Task requirements —
Count up the lines of the data below that contain the string "converge", then give only the total.

[[ Materials provided open ]]

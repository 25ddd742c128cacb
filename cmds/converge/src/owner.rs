//! Resolving the owner instance named on the command line.

use std::{collections::BTreeMap, fmt, str::FromStr};

use anyhow::{Context, Result};
use clap::Args;
use converge::{
	k8s::{ApiCatalog, KubeBackend},
	scope::{common_labels, OwnerRef, OwnershipScope},
	Deadline, ResourceBackend,
};

/// Owner named as `<apiVersion>/<Kind>/<name>`.
#[derive(Debug, Clone, PartialEq, Eq)]
pub struct OwnerTarget {
	pub api_version: String,
	pub kind: String,
	pub name: String,
}

impl FromStr for OwnerTarget {
	type Err = String;

	fn from_str(s: &str) -> Result<Self, Self::Err> {
		let mut parts = s.rsplitn(3, '/');
		let (Some(name), Some(kind), Some(api_version)) = (parts.next(), parts.next(), parts.next())
		else {
			return Err(format!("expected <apiVersion>/<Kind>/<name>, got `{s}`"));
		};
		if [api_version, kind, name].iter().any(|p| p.is_empty()) {
			return Err(format!("expected <apiVersion>/<Kind>/<name>, got `{s}`"));
		}
		Ok(Self {
			api_version: api_version.to_string(),
			kind: kind.to_string(),
			name: name.to_string(),
		})
	}
}

impl fmt::Display for OwnerTarget {
	fn fmt(&self, f: &mut fmt::Formatter<'_>) -> fmt::Result {
		write!(f, "{}/{}/{}", self.api_version, self.kind, self.name)
	}
}

fn parse_label(s: &str) -> Result<(String, String), String> {
	match s.split_once('=') {
		Some((key, value)) if !key.is_empty() => Ok((key.to_string(), value.to_string())),
		_ => Err(format!("expected KEY=VALUE, got `{s}`")),
	}
}

/// Arguments selecting one owner instance and its ownership labels.
#[derive(Debug, Clone, Args)]
pub struct OwnerArgs {
	/// Owner instance as <apiVersion>/<Kind>/<name>
	#[arg(long)]
	pub owner: OwnerTarget,

	/// Namespace of the owner and of its namespaced objects
	#[arg(long, short = 'n')]
	pub namespace: String,

	/// Value of the app.kubernetes.io/name label
	#[arg(long, default_value = "converge")]
	pub app: String,

	/// Value of the app.kubernetes.io/managed-by label
	#[arg(long, default_value = "converge")]
	pub managed_by: String,

	/// Additional ownership label (Format: key=value)
	#[arg(long = "instance-label", value_parser = parse_label)]
	pub instance_labels: Vec<(String, String)>,

	/// Kubernetes context to use instead of the current one
	#[arg(long)]
	pub context: Option<String>,
}

impl OwnerArgs {
	/// Label set marking objects of this owner.
	pub fn labels(&self) -> BTreeMap<String, String> {
		let mut labels = common_labels(&self.app, &self.owner.name, &self.managed_by);
		labels.extend(self.instance_labels.iter().cloned());
		labels
	}

	/// Look the owner up in the cluster and build its ownership scope.
	pub async fn scope(
		&self,
		catalog: &ApiCatalog,
		backend: &KubeBackend,
		deadline: Deadline,
	) -> Result<OwnershipScope> {
		let target = &self.owner;
		let kind = catalog
			.resolve(&target.api_version, &target.kind)
			.with_context(|| format!("resolving owner kind of {target}"))?;
		let object = deadline
			.run(backend.get(&kind, Some(&self.namespace), &target.name))
			.await
			.with_context(|| format!("fetching owner {target}"))?
			.with_context(|| format!("owner {target} not found in namespace {}", self.namespace))?;
		let uid = object
			.metadata
			.uid
			.filter(|uid| !uid.is_empty())
			.with_context(|| format!("owner {target} has no uid"))?;

		let owner = OwnerRef {
			api_version: target.api_version.clone(),
			kind: target.kind.clone(),
			name: target.name.clone(),
			uid,
		};
		Ok(OwnershipScope::new(owner, self.namespace.clone(), self.labels()))
	}
}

[[ Materials provided closed ]]

Result of this task —
4